◆ **Assignment**
Begin with the first line of the listing and quote every line through the one containing "located at the PC."; give only those lines.

◆ **Provided material**
"""

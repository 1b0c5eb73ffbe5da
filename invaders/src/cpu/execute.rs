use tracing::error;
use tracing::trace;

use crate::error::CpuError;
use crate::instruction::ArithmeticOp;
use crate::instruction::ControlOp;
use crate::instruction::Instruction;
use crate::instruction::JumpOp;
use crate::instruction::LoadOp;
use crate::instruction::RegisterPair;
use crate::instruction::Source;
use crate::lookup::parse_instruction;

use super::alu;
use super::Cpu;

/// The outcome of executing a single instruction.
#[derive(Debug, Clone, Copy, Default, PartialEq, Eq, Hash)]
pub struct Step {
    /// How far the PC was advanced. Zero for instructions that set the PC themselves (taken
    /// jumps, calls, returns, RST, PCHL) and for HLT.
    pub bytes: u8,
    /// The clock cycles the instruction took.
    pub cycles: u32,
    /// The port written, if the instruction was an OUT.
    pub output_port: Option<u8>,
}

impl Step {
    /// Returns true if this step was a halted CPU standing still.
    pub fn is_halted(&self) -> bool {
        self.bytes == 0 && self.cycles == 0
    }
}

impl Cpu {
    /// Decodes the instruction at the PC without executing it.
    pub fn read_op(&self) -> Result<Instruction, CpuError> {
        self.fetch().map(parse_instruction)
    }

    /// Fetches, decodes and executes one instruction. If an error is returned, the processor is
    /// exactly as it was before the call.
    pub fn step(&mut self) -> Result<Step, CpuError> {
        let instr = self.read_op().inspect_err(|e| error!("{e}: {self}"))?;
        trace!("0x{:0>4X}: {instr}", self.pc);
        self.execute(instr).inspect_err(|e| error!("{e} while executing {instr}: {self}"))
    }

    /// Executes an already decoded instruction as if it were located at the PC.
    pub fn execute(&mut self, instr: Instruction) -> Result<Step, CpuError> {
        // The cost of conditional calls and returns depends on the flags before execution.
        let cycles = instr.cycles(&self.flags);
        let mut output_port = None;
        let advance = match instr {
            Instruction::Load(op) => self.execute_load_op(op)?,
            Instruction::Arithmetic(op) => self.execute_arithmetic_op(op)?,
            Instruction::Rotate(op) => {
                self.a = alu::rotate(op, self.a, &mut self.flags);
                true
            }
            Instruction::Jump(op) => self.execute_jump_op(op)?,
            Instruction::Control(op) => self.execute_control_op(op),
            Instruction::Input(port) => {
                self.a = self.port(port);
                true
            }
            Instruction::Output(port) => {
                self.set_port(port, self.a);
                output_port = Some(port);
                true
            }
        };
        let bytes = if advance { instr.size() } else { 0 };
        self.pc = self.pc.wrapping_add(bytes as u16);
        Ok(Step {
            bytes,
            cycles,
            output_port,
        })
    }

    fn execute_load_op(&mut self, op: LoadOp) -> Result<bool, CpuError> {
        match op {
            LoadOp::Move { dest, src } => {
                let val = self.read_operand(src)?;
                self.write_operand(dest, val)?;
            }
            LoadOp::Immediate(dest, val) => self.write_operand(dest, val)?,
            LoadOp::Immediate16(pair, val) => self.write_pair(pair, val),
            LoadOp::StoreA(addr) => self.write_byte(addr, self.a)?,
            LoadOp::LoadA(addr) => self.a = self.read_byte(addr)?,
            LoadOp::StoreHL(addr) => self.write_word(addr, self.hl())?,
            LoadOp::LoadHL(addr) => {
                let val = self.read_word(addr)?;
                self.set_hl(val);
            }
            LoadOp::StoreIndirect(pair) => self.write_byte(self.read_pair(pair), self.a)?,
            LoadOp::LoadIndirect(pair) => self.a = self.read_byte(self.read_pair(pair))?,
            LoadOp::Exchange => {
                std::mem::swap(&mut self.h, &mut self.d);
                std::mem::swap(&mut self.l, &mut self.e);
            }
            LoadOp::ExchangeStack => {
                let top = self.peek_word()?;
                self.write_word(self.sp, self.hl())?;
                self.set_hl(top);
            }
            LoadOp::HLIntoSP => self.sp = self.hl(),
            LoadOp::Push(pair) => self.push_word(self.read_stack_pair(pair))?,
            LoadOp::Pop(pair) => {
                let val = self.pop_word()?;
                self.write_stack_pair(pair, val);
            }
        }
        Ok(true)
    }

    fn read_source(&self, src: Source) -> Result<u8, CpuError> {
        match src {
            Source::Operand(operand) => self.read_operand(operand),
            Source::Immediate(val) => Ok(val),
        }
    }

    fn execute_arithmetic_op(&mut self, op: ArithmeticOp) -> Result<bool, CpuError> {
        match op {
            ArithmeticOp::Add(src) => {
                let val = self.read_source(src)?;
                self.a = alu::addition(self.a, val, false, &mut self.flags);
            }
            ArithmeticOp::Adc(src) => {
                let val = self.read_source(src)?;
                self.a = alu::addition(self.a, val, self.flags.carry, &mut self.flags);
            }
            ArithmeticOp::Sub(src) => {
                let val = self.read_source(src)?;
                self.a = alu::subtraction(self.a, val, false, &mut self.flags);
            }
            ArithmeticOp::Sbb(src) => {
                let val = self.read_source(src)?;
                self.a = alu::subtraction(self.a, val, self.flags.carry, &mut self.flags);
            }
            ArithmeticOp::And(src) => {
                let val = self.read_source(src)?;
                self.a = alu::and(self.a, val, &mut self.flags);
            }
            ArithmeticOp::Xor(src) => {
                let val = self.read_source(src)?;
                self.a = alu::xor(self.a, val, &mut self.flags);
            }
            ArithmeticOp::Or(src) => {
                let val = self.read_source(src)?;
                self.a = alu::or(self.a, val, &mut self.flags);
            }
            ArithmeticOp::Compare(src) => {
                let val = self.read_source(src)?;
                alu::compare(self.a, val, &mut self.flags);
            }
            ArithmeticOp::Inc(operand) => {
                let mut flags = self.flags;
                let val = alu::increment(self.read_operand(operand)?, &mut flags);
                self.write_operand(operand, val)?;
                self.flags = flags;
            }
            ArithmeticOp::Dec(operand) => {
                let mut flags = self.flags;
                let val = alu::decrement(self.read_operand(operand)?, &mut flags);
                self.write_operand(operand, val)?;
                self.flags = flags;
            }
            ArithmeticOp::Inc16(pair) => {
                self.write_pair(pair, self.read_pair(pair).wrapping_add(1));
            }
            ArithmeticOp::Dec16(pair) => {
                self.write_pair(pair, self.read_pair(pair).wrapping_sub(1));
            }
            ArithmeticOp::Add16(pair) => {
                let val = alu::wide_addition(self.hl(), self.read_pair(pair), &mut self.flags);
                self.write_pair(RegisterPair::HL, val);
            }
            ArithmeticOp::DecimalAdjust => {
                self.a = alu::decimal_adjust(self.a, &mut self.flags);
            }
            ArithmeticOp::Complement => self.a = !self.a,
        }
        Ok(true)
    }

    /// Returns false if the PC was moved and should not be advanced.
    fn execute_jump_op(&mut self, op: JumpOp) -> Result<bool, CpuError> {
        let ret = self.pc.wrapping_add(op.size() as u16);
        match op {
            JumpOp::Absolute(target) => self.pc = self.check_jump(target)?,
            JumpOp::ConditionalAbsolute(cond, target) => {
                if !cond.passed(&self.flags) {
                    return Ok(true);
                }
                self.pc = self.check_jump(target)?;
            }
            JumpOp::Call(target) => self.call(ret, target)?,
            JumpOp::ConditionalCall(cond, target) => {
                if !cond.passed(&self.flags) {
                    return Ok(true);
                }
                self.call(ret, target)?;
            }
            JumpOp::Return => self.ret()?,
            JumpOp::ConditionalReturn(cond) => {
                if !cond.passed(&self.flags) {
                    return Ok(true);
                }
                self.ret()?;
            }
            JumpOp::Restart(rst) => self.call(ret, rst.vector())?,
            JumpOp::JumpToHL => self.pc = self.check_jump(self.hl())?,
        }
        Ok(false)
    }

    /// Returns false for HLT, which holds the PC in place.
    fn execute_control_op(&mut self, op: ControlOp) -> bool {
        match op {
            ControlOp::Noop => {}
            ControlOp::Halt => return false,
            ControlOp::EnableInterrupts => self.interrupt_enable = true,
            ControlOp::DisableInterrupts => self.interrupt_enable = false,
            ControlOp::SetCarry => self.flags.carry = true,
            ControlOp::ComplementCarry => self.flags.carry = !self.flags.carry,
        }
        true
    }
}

"""

◆ **Response for this exercise**
repository 1b0c5eb73ffbe5da
filename invaders/src/cpu/execute.rs
use tracing::error;
use tracing::trace;

use crate::error::CpuError;
use crate::instruction::ArithmeticOp;
use crate::instruction::ControlOp;
use crate::instruction::Instruction;
use crate::instruction::JumpOp;
use crate::instruction::LoadOp;
use crate::instruction::RegisterPair;
use crate::instruction::Source;
use crate::lookup::parse_instruction;

use super::alu;
use super::Cpu;

/// The outcome of executing a single instruction.
#[derive(Debug, Clone, Copy, Default, PartialEq, Eq, Hash)]
pub struct Step {
    /// How far the PC was advanced. Zero for instructions that set the PC themselves (taken
    /// jumps, calls, returns, RST, PCHL) and for HLT.
    pub bytes: u8,
    /// The clock cycles the instruction took.
    pub cycles: u32,
    /// The port written, if the instruction was an OUT.
    pub output_port: Option<u8>,
}

impl Step {
    /// Returns true if this step was a halted CPU standing still.
    pub fn is_halted(&self) -> bool {
        self.bytes == 0 && self.cycles == 0
    }
}

impl Cpu {
    /// Decodes the instruction at the PC without executing it.
    pub fn read_op(&self) -> Result<Instruction, CpuError> {
        self.fetch().map(parse_instruction)
    }

    /// Fetches, decodes and executes one instruction. If an error is returned, the processor is
    /// exactly as it was before the call.
    pub fn step(&mut self) -> Result<Step, CpuError> {
        let instr = self.read_op().inspect_err(|e| error!("{e}: {self}"))?;
        trace!("0x{:0>4X}: {instr}", self.pc);
        self.execute(instr).inspect_err(|e| error!("{e} while executing {instr}: {self}"))
    }

    /// Executes an already decoded instruction as if it were located at the PC.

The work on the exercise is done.